Ma è altrettanto chiaro che questi concetti non sempre sono portati da un vero convincimento, frutto di una  ponderazione e di una analisi, verso il cui fine si potrebbe trovare condivisione o avversione, ma appaiono come forzature a supporto di un momento politico gravido di personale mantenimento di visibilità acquisita, di opportunismo politico verso la conservazione di forme di rappresentatività di potere consolidato, ritenendo quest’ultimo un’opzione privilegiata, esclusiva e riservata.

Non ci sono però colpe particolari ne dei singoli attori ne di qualche formazione politica specifica, la realtà è che il culto della personalità che si pensava oramai abbandonato da tempo a favore della collegialità sta trovando nuove stagioni.

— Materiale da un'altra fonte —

// SPDX-FileCopyrightText: 2026 Parley Contributors
// SPDX-License-Identifier: MIT OR Apache-2.0

use tracing_subscriber::EnvFilter;

/// Installs the global `fmt` subscriber.
///
/// `RUST_LOG` wins when set; otherwise Parley crates log at `level` and
/// everything else at `warn`. `silent` turns Parley output off. A second call
/// leaves the existing subscriber in place.
pub fn init_tracing(level: &str) {
    let filter = EnvFilter::try_from_default_env()
        .unwrap_or_else(|_| EnvFilter::new(default_directives(level)));
    if tracing_subscriber::fmt()
        .with_env_filter(filter)
        .with_target(true)
        .with_thread_names(false)
        .try_init()
        .is_err()
    {
        tracing::debug!("tracing subscriber already installed");
    }
}

fn default_directives(level: &str) -> String {
    let level = match level {
        "silent" => "off",
        other => other,
    };
    format!("parley={level},warn")
}
// SPDX-FileCopyrightText: 2026 Parley Contributors
// SPDX-License-Identifier: MIT OR Apache-2.0

//! Route tests for the webhook gateway, driven with `tower::ServiceExt::oneshot`.

use std::sync::Arc;

use axum::body::Body;
use axum::http::{Request, StatusCode};
use serde_json::{Value, json};
use tokio_util::sync::CancellationToken;
use tower::ServiceExt;

use parley_chat::{Chat, ChatConfig};
use parley_core::{AdapterPostableMessage, HandlerError};
use parley_gateway::{GatewayState, router, serve_listener};
use parley_test_utils::{MemoryState, MockAdapter, user_message};

const THREAD: &str = "slack:C1:t1";

fn setup() -> (GatewayState, Arc<MockAdapter>) {
    let adapter = Arc::new(MockAdapter::new("slack"));
    let chat = Chat::new(
        ChatConfig::new("bot", Arc::new(MemoryState::new()))
            .adapter(adapter.clone())
            .adapter(Arc::new(MockAdapter::new("discord"))),
    );
    chat.on_new_mention(|thread, message| async move {
        thread.post(format!("echo: {}", message.text)).await?;
        Ok::<_, HandlerError>(())
    });
    (GatewayState::new(chat), adapter)
}

fn webhook(adapter: &str, body: impl Into<Body>) -> Request<Body> {
    Request::builder()
        .method("POST")
        .uri(format!("/webhooks/{adapter}"))
        .header("Content-Type", "application/json")
        .body(body.into())
        .unwrap()
}

fn mention_payload() -> Vec<u8> {
    serde_json::to_vec(&json!({
        "threadId": THREAD,
        "message": user_message("m1", THREAD, "@bot deploy"),
    }))
    .unwrap()
}

async fn json_body(response: axum::response::Response) -> Value {
    let body = axum::body::to_bytes(response.into_body(), usize::MAX)
        .await
        .unwrap();
    serde_json::from_slice(&body).unwrap()
}

// ---- Test 1: Webhook routing ----

#[tokio::test]
async fn test_webhook_reaches_adapter_and_handler() {
    let (state, adapter) = setup();
    let app = router(state.clone(), 1024 * 1024);

    let response = app.oneshot(webhook("slack", mention_payload())).await.unwrap();
    assert_eq!(response.status(), StatusCode::OK);
    assert_eq!(adapter.initialize_count(), 1);

    state.tasks.close();
    state.tasks.wait().await;

    let posts = adapter.posts().await;
    assert_eq!(
        posts,
        vec![AdapterPostableMessage::Text("echo: @bot deploy".to_string())]
    );
}

#[tokio::test]
async fn test_unknown_adapter_is_404() {
    let (state, adapter) = setup();
    let app = router(state, 1024 * 1024);

    let response = app.oneshot(webhook("teams", "{}")).await.unwrap();
    assert_eq!(response.status(), StatusCode::NOT_FOUND);
    assert_eq!(json_body(response).await["code"], "ADAPTER_NOT_FOUND");
    assert_eq!(adapter.initialize_count(), 0);
}

#[tokio::test]
async fn test_adapter_response_is_passed_through() {
    let (state, _) = setup();
    let app = router(state, 1024 * 1024);

    let response = app.oneshot(webhook("slack", "not json")).await.unwrap();
    assert_eq!(response.status(), StatusCode::BAD_REQUEST);
}

#[tokio::test]
async fn test_oversized_body_is_rejected() {
    let (state, adapter) = setup();
    let app = router(state, 16);

    let response = app.oneshot(webhook("slack", mention_payload())).await.unwrap();
    assert_eq!(response.status(), StatusCode::PAYLOAD_TOO_LARGE);
    assert_eq!(adapter.initialize_count(), 0);
}

// ---- Test 2: Health ----

#[tokio::test]
async fn test_health_lists_adapters() {
    let (state, _) = setup();
    let app = router(state, 1024);

    let response = app
        .oneshot(Request::builder().uri("/health").body(Body::empty()).unwrap())
        .await
        .unwrap();

    assert_eq!(response.status(), StatusCode::OK);
    assert_eq!(
        json_body(response).await,
        json!({"status": "ok", "adapters": ["discord", "slack"]})
    );
}

// ---- Test 3: Server lifecycle ----

#[tokio::test]
async fn test_serve_stops_on_cancel() {
    let (state, adapter) = setup();
    let listener = tokio::net::TcpListener::bind("127.0.0.1:0").await.unwrap();
    let token = CancellationToken::new();

    let server = tokio::spawn(serve_listener(
        listener,
        state.chat.clone(),
        1024,
        token.clone(),
    ));
    token.cancel();

    server.await.unwrap().unwrap();
    assert_eq!(adapter.initialize_count(), 1);
}
// SPDX-FileCopyrightText: 2026 Parley Contributors
// SPDX-License-Identifier: MIT OR Apache-2.0

//! Contexts handed to reaction, action and modal handlers.
//!
//! Actions can open modals. The originating thread and message are stored
//! under a fresh context ID so the later submit or close event can find
//! them again, even when it arrives in another process.

use std::sync::Arc;
use std::time::Duration;

use serde::{Deserialize, Serialize};

use parley_core::events::{
    ActionEvent, ModalCloseEvent, ModalOpened, ModalSubmitEvent, ReactionEvent,
};
use parley_core::message::SerializedMessage;
use parley_core::postable::ModalInput;
use parley_core::{Adapter, Author, ChatError, Message};

use crate::postable::Binding;
use crate::sent::SentMessage;
use crate::serialize::SerializedThread;
use crate::thread::Thread;

/// TTL of `modal-context:` entries.
pub const MODAL_CONTEXT_TTL: Duration = Duration::from_secs(24 * 60 * 60);

pub(crate) fn modal_context_key(adapter_name: &str, context_id: &str) -> String {
    format!("modal-context:{adapter_name}:{context_id}")
}

#[derive(Debug, Serialize, Deserialize)]
pub(crate) struct ModalContextRecord {
    pub thread: SerializedThread,
    #[serde(default)]
    pub message: Option<SerializedMessage>,
}

/// A reaction added to or removed from a message.
#[derive(Clone)]
pub struct ReactionContext {
    pub event: ReactionEvent,
    pub thread: Thread,
    pub(crate) adapter: Arc<dyn Adapter>,
}

impl ReactionContext {
    pub fn adapter(&self) -> &Arc<dyn Adapter> {
        &self.adapter
    }

    pub fn user(&self) -> &Author {
        &self.event.user
    }

    pub fn added(&self) -> bool {
        self.event.added
    }
}

/// A button or select interaction.
#[derive(Clone)]
pub struct ActionContext {
    pub event: ActionEvent,
    pub thread: Thread,
    pub(crate) binding: Binding,
}

impl ActionContext {
    pub fn adapter(&self) -> &Arc<dyn Adapter> {
        &self.binding.adapter
    }

    pub fn user(&self) -> &Author {
        &self.event.user
    }

    pub fn action_id(&self) -> &str {
        &self.event.action_id
    }

    pub fn value(&self) -> Option<&str> {
        self.event.value.as_deref()
    }

    /// Opens a modal in response to this action.
    ///
    /// Returns `Ok(None)` and logs a warning when the event carries no
    /// trigger ID or the adapter cannot open modals.
    pub async fn open_modal(
        &self,
        modal: impl Into<ModalInput> + Send,
    ) -> Result<Option<ModalOpened>, ChatError> {
        let adapter = &self.binding.adapter;
        let Some(trigger_id) = self.event.trigger_id.as_deref() else {
            self.binding
                .logger
                .warn(format!("cannot open modal for action {}: no trigger id", self.event.action_id));
            return Ok(None);
        };
        if !adapter.capabilities().open_modal {
            self.binding.logger.warn(format!(
                "cannot open modal: adapter {} does not support modals",
                adapter.name()
            ));
            return Ok(None);
        }

        let modal = modal.into().resolve()?;
        let context_id = uuid::Uuid::new_v4().to_string();
        let record = ModalContextRecord {
            thread: self.thread.to_json(),
            message: self.event.message.as_ref().map(Message::to_json),
        };
        self.binding
            .state
            .set(
                &modal_context_key(adapter.name(), &context_id),
                serde_json::to_value(&record)?,
                Some(MODAL_CONTEXT_TTL),
            )
            .await?;

        let view_id = adapter
            .open_modal(trigger_id, &modal, Some(&context_id))
            .await?;
        Ok(Some(ModalOpened { view_id }))
    }
}

/// A modal form submission.
#[derive(Clone)]
pub struct ModalSubmitContext {
    pub event: ModalSubmitEvent,
    /// The thread the modal was opened from, if it was opened by an action.
    pub related_thread: Option<Thread>,
    /// The message carrying the action that opened the modal.
    pub related_message: Option<SentMessage>,
    pub(crate) adapter: Arc<dyn Adapter>,
}

impl ModalSubmitContext {
    pub fn adapter(&self) -> &Arc<dyn Adapter> {
        &self.adapter
    }

    pub fn user(&self) -> &Author {
        &self.event.user
    }

    pub fn value(&self, input_id: &str) -> Option<&str> {
        self.event.values.get(input_id).map(String::as_str)
    }
}

/// A modal dismissed without submitting.
#[derive(Clone)]
pub struct ModalCloseContext {
    pub event: ModalCloseEvent,
    pub related_thread: Option<Thread>,
    pub related_message: Option<SentMessage>,
    pub(crate) adapter: Arc<dyn Adapter>,
}

impl ModalCloseContext {
    pub fn adapter(&self) -> &Arc<dyn Adapter> {
        &self.adapter
    }

    pub fn user(&self) -> &Author {
        &self.event.user
    }
}

/// Looks up the thread and message stored when the modal was opened.
pub(crate) async fn restore_modal_context(
    binding: &Binding,
    context_id: Option<&str>,
) -> Result<(Option<Thread>, Option<SentMessage>), ChatError> {
    let Some(context_id) = context_id else {
        return Ok((None, None));
    };
    let key = modal_context_key(binding.adapter.name(), context_id);
    let Some(value) = binding.state.get(&key).await? else {
        return Ok((None, None));
    };
    let record: ModalContextRecord = serde_json::from_value(value)?;
    let thread = Thread::restore(record.thread, Some(binding.clone()));
    let message = record.message.map(|message| {
        SentMessage::from_message(Arc::clone(&binding.adapter), Message::from_json(message))
    });
    Ok((Some(thread), message))
}

impl std::fmt::Debug for ReactionContext {
    fn fmt(&self, f: &mut std::fmt::Formatter<'_>) -> std::fmt::Result {
        f.debug_struct("ReactionContext")
            .field("event", &self.event)
            .field("thread", &self.thread)
            .finish()
    }
}

impl std::fmt::Debug for ActionContext {
    fn fmt(&self, f: &mut std::fmt::Formatter<'_>) -> std::fmt::Result {
        f.debug_struct("ActionContext")
            .field("event", &self.event)
            .field("thread", &self.thread)
            .finish()
    }
}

Questo succede sia nel campo conservatore, a destra,  dove questa prassi non si è mai attenuata, ma anche nel campo progressista e riformista, nel campo della sinistra in generale.

Si sta vivendo un periodo storico dove viene molto accentuata la personalizzazione della politica, dove è ritenuto fondamentale l’apparire, il mostrarsi, dove la piazza è stata sostituita dai nuovi metodi della comunicazione, si persegue una frenesia di protagonismo, di visibilità, di acquisizione di nuovi spazi, di insistente ricerca della soluzione mediatica.

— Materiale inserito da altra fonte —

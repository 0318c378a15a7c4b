// SPDX-FileCopyrightText: 2026 Parley Contributors
// SPDX-License-Identifier: MIT OR Apache-2.0

//! The normalized chat message and its tagged JSON form.
//!
//! A [`Message`] is built by an adapter from a platform payload and is the
//! canonical value every handler receives. [`Message::to_json`] produces a
//! [`SerializedMessage`] tagged `"_type": "chat:Message"` that can cross a
//! process or workflow-engine boundary; [`Message::from_json`] is its exact
//! inverse (dates survive with millisecond precision).

use chrono::{DateTime, Utc};
use serde::{Deserialize, Serialize};

use crate::types::{Attachment, Author, MessageMetadata};

/// One chat message, normalized across platforms.
#[derive(Debug, Clone, PartialEq, Serialize, Deserialize)]
#[serde(into = "SerializedMessage", from = "SerializedMessage")]
pub struct Message {
    pub id: String,
    pub thread_id: String,
    /// Plain-text rendering of the message.
    pub text: String,
    /// Markdown AST produced by the adapter's formatter.
    pub formatted: serde_json::Value,
    /// The untouched platform payload.
    pub raw: serde_json::Value,
    pub author: Author,
    pub metadata: MessageMetadata,
    pub attachments: Vec<Attachment>,
    /// Set by the adapter or, failing that, by the dispatcher's mention
    /// detection before any handler runs.
    pub is_mention: Option<bool>,
}

impl Message {
    /// Creates a message sent now, with empty formatting and payload.
    pub fn new(
        id: impl Into<String>,
        thread_id: impl Into<String>,
        text: impl Into<String>,
        author: Author,
    ) -> Self {
        Self {
            id: id.into(),
            thread_id: thread_id.into(),
            text: text.into(),
            formatted: serde_json::Value::Null,
            raw: serde_json::Value::Null,
            author,
            metadata: MessageMetadata::sent_at(Utc::now()),
            attachments: Vec::new(),
            is_mention: None,
        }
    }

    pub fn with_raw(mut self, raw: serde_json::Value) -> Self {
        self.raw = raw;
        self
    }

    pub fn with_formatted(mut self, formatted: serde_json::Value) -> Self {
        self.formatted = formatted;
        self
    }

    pub fn with_date_sent(mut self, date_sent: DateTime<Utc>) -> Self {
        self.metadata.date_sent = date_sent;
        self
    }

    pub fn with_attachment(mut self, attachment: Attachment) -> Self {
        self.attachments.push(attachment);
        self
    }

    pub fn with_mention(mut self, is_mention: bool) -> Self {
        self.is_mention = Some(is_mention);
        self
    }

    /// Returns the mention flag, treating "not yet detected" as false.
    pub fn mentions_bot(&self) -> bool {
        self.is_mention.unwrap_or(false)
    }

    pub fn to_json(&self) -> SerializedMessage {
        SerializedMessage::from(self.clone())
    }

    pub fn from_json(json: SerializedMessage) -> Self {
        Message::from(json)
    }
}

#[derive(Debug, Clone, Copy, PartialEq, Eq, Serialize, Deserialize)]
pub enum MessageTag {
    #[serde(rename = "chat:Message")]
    Message,
}

/// Plain JSON form of a [`Message`].
#[derive(Debug, Clone, PartialEq, Serialize, Deserialize)]
#[serde(rename_all = "camelCase")]
pub struct SerializedMessage {
    #[serde(rename = "_type")]
    pub tag: MessageTag,
    pub id: String,
    pub thread_id: String,
    pub text: String,
    #[serde(default)]
    pub formatted: serde_json::Value,
    #[serde(default)]
    pub raw: serde_json::Value,
    pub author: Author,
    pub metadata: MessageMetadata,
    #[serde(default)]
    pub attachments: Vec<Attachment>,
    #[serde(default, skip_serializing_if = "Option::is_none")]
    pub is_mention: Option<bool>,
}

impl From<Message> for SerializedMessage {
    fn from(message: Message) -> Self {
        Self {
            tag: MessageTag::Message,
            id: message.id,
            thread_id: message.thread_id,
            text: message.text,
            formatted: message.formatted,
            raw: message.raw,
            author: message.author,
            metadata: message.metadata,
            // Binary data and fetch closures are dropped by the serde skips.
            attachments: message
                .attachments
                .into_iter()
                .map(|mut a| {
                    a.data = None;
                    a.fetch_data = None;
                    a
                })
                .collect(),
            is_mention: message.is_mention,
        }
    }
}

impl From<SerializedMessage> for Message {
    fn from(json: SerializedMessage) -> Self {
        Self {
            id: json.id,
            thread_id: json.thread_id,
            text: json.text,
            formatted: json.formatted,
            raw: json.raw,
            author: json.author,
            metadata: json.metadata,
            attachments: json.attachments,
            is_mention: json.is_mention,
        }
    }
}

L’attuale sistema elettorale italiano che non ha ancora trovato una propria stabilità, alimenta l’insistente evento della nascita dei cosiddetti “partiti personali”, dei movimenti che si sviluppano attorno all’individualismo e al protagonismo del singolo, la politica misurata non con il consenso vero e sentito dai cittadini, le alleanze elettorali che diventano oggetto di scambio con la disponibilità economica gettata sul tavolo delle trattative, con la promessa di posti di potere.

Questa situazione rappresenta un fenomeno che ha trovato terreno fertile soprattutto nei paesi più sviluppati dell’occidente ed è  cresciuto con forza anche nel nostro paese e forse più che in qualsiasi altra grande nazione Europea,

Tutto questo stato di cose che si sono venute a generare si alimentano di nuova forza quando non trovano adeguata contrapposizione, nutrendosi di una debolezza e di un declino marcato dei metodi di direzione politica dei partiti storici della nostra Repubblica, una direzione politica che spesso viene esercitata non più in modo unitario e condiviso, diventando concausa della perdita di radicamento territoriale delle forze politiche stesse, specialmente di tutti quei partiti della sinistra che non sono più in grado di produrre quella partecipazione e quel coinvolgimento popolare caratterizzante, partiti della sinistra che risentono più di altri lo scemare delle motivazioni in grado di diventare la forza mobilitatrice della loro base elettorale.

La conseguenza palesemente riconosciuta e spesso denunciata dai militanti è che alla vita democratica nelle istanze di base si accompagna una diffusa e soverchiante disinvoltura nella lotta per il potere e nella sua amministrazione.

Tutto questo però non deve far cessare la convinzione che la politica in quanto tale, nonostante racchiuda in se molta durezza nella pratica di governo e sfoci a volte in fasi di amoralità, non potrà mai svestirsi completamente della sua principale componente etica, e resterà umanamente rispettabile nella sua funzione e nella sua natura, ed è necessario non spegnere mai la fiducia, anche di fronte a nuovi scenari prospettati non condivisibili.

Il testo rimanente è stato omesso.